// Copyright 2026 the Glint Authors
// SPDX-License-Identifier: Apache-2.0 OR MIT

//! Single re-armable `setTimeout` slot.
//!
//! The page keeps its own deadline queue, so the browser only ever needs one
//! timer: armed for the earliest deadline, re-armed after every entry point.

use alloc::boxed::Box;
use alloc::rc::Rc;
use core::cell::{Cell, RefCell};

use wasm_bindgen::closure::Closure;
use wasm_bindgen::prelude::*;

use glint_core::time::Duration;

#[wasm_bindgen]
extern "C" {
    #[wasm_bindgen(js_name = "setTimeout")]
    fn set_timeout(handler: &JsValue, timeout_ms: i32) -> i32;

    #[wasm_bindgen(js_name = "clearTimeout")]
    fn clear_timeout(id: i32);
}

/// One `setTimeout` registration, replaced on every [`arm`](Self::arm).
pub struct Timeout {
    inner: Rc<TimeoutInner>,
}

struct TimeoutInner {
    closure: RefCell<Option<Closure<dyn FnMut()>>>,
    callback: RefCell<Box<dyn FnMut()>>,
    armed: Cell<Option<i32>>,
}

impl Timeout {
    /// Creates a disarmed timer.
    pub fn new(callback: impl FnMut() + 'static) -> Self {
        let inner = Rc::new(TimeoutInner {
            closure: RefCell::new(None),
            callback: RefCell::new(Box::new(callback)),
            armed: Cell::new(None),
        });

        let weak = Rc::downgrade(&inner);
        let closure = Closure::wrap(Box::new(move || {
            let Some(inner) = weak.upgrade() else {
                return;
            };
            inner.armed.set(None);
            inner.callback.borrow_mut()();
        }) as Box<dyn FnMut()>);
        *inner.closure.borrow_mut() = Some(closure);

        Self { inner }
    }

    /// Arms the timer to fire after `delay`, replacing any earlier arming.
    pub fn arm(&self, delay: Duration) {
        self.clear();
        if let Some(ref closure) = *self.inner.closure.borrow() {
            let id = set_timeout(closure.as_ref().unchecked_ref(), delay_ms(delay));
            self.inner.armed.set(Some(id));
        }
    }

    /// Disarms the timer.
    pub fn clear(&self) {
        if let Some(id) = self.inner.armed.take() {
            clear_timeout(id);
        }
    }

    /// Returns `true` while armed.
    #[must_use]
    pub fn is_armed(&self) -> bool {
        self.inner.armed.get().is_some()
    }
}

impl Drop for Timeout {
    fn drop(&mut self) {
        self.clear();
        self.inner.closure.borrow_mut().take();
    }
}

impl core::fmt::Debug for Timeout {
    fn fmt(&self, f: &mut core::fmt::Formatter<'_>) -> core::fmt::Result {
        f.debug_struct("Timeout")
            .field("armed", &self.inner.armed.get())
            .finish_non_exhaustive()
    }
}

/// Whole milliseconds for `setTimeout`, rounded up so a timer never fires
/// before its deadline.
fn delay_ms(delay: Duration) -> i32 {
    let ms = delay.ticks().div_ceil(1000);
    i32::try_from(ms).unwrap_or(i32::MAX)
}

· · · ·

Would you show each line of the listing above that has the string "Duration"?

use glint_core::time::Duration;
    pub fn arm(&self, delay: Duration) {
fn delay_ms(delay: Duration) -> i32 {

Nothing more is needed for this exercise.